- **Aim of the exercise**: From the first line of the entries below to the line with "use tower_http::trace::TraceLayer;", give each line again exactly.

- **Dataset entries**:
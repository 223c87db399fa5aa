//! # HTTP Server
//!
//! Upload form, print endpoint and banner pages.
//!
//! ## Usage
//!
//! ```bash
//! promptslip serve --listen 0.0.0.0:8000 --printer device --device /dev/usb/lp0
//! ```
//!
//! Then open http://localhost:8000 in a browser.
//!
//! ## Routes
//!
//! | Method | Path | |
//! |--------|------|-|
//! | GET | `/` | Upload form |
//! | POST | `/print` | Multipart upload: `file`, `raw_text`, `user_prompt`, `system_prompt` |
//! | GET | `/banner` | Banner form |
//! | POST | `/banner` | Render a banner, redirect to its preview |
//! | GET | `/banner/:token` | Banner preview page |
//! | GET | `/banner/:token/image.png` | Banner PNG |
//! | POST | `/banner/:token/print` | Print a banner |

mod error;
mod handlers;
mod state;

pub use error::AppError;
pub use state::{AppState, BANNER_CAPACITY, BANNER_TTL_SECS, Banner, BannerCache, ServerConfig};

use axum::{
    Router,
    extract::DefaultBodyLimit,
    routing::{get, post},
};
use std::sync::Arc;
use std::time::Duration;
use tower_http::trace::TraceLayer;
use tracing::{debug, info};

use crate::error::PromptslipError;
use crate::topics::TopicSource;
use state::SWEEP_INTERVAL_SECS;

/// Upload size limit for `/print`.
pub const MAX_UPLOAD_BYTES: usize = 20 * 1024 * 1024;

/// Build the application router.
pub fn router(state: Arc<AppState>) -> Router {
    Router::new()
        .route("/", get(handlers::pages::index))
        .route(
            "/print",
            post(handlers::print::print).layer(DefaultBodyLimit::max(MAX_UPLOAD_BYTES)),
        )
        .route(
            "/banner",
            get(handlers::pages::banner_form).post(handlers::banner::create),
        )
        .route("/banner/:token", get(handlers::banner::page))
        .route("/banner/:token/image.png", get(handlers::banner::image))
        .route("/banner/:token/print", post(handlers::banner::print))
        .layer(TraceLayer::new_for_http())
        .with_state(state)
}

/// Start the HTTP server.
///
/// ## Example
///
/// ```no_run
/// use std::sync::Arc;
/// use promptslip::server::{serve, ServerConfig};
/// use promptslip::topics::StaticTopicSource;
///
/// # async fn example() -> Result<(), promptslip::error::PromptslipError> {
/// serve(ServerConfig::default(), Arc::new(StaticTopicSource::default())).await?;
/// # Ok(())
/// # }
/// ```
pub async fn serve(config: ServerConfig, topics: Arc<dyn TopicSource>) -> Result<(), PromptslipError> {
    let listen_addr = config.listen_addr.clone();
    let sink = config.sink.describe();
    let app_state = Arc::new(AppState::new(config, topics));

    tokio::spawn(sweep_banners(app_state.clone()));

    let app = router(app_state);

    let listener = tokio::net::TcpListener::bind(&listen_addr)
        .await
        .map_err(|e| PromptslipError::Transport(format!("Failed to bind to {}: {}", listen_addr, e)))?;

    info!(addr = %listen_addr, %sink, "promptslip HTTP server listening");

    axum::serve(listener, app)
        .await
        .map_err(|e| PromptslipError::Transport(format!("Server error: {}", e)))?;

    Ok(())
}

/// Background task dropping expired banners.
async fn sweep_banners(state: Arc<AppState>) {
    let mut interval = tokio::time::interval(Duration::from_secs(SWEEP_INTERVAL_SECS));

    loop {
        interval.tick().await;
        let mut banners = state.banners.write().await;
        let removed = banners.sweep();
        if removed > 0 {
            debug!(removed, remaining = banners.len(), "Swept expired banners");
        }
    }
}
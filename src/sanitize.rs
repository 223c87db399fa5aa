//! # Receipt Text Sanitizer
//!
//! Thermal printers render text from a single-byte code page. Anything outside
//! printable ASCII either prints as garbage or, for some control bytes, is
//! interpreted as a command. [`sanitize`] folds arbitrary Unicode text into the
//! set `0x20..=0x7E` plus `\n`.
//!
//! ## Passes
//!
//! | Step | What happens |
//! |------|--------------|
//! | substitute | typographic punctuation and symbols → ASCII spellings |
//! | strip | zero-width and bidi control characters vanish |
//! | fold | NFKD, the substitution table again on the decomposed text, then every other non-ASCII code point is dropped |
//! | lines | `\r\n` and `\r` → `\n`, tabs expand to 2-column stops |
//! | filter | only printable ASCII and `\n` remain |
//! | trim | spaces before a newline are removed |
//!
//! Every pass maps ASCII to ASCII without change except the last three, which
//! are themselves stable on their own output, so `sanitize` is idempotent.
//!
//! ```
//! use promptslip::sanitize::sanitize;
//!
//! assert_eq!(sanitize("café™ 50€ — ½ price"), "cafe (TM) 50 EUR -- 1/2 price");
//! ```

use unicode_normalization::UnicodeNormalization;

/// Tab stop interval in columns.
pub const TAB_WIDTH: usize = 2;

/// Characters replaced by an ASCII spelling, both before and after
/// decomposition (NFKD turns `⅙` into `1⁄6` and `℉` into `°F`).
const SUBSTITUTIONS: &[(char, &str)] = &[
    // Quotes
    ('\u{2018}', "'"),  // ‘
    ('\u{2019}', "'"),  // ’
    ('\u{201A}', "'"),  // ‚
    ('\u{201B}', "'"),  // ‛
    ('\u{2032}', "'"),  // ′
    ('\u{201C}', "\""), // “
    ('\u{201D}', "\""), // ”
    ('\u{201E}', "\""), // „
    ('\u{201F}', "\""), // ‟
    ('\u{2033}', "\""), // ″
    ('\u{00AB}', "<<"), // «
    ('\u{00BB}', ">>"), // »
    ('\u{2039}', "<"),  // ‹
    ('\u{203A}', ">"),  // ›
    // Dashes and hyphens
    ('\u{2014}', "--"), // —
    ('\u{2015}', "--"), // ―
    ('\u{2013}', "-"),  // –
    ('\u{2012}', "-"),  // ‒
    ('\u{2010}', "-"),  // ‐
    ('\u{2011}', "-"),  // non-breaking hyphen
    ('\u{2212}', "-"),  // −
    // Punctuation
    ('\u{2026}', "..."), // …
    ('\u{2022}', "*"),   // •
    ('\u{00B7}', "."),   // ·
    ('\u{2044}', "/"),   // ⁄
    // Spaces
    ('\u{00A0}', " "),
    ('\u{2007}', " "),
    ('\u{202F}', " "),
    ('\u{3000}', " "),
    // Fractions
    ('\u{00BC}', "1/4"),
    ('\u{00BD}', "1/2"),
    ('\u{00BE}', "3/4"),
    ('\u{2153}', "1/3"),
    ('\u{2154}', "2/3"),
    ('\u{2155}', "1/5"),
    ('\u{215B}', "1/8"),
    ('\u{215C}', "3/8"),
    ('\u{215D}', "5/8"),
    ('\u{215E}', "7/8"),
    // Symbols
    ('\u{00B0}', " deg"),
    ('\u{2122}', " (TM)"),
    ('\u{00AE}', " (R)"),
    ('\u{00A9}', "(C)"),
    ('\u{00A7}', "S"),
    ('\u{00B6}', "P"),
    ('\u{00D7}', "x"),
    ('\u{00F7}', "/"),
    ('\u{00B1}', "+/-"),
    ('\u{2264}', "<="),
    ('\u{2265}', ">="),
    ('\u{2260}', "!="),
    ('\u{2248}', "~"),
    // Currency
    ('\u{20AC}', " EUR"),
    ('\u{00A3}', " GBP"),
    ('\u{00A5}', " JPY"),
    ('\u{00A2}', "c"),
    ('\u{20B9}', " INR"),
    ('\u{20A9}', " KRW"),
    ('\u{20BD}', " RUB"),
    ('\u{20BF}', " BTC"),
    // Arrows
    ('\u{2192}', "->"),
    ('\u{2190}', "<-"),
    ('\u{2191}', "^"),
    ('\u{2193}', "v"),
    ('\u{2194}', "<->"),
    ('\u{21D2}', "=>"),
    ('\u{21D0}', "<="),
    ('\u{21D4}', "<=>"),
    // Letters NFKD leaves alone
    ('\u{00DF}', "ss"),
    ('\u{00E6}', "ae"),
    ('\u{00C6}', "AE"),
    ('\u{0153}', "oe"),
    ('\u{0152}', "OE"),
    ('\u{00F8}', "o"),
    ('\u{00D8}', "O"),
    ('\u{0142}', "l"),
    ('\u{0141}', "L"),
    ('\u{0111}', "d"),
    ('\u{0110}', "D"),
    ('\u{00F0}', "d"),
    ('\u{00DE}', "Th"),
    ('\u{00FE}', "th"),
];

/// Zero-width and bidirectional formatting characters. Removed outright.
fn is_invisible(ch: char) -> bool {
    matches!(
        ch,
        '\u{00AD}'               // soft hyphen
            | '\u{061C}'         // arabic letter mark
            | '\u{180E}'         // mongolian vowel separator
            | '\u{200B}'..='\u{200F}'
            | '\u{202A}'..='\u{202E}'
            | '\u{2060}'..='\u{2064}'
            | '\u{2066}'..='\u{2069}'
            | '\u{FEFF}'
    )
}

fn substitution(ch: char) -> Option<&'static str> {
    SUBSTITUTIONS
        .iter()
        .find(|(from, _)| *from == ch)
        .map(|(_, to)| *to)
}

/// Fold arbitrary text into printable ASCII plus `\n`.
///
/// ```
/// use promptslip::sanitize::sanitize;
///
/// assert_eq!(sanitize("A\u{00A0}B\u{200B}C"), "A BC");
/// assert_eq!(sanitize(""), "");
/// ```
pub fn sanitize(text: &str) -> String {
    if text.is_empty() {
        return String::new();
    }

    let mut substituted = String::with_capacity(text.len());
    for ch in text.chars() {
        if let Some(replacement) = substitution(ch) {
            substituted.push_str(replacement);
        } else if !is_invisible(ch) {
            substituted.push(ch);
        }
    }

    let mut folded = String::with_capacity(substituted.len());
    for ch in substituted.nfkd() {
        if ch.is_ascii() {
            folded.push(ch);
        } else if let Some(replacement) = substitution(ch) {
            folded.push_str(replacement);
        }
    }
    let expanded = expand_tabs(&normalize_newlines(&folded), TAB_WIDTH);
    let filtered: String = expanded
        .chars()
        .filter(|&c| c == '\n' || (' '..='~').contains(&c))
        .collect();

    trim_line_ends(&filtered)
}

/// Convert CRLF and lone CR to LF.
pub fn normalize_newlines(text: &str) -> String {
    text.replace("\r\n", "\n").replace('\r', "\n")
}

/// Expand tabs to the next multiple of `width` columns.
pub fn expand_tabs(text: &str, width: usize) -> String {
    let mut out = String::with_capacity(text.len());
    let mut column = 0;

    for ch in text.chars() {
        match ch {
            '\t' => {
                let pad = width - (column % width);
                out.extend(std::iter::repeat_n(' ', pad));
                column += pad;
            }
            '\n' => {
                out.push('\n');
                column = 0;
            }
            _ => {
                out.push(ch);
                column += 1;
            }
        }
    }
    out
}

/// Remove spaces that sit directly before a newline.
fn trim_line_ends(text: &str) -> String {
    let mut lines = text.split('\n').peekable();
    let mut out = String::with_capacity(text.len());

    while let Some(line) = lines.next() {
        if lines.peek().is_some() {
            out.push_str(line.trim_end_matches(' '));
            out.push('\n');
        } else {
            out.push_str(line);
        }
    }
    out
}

- **Response area**:
repository 223c87db399fa5aa
//! # HTTP Server
//!
//! Upload form, print endpoint and banner pages.
//!
//! ## Usage
//!
//! ```bash
//! promptslip serve --listen 0.0.0.0:8000 --printer device --device /dev/usb/lp0
//! ```
//!
//! Then open http://localhost:8000 in a browser.
//!
//! ## Routes
//!
//! | Method | Path | |
//! |--------|------|-|
//! | GET | `/` | Upload form |
//! | POST | `/print` | Multipart upload: `file`, `raw_text`, `user_prompt`, `system_prompt` |
//! | GET | `/banner` | Banner form |
//! | POST | `/banner` | Render a banner, redirect to its preview |
//! | GET | `/banner/:token` | Banner preview page |
//! | GET | `/banner/:token/image.png` | Banner PNG |
//! | POST | `/banner/:token/print` | Print a banner |

mod error;
mod handlers;
mod state;

pub use error::AppError;
pub use state::{AppState, BANNER_CAPACITY, BANNER_TTL_SECS, Banner, BannerCache, ServerConfig};

use axum::{
    Router,
    extract::DefaultBodyLimit,
    routing::{get, post},
};
use std::sync::Arc;
use std::time::Duration;
use tower_http::trace::TraceLayer;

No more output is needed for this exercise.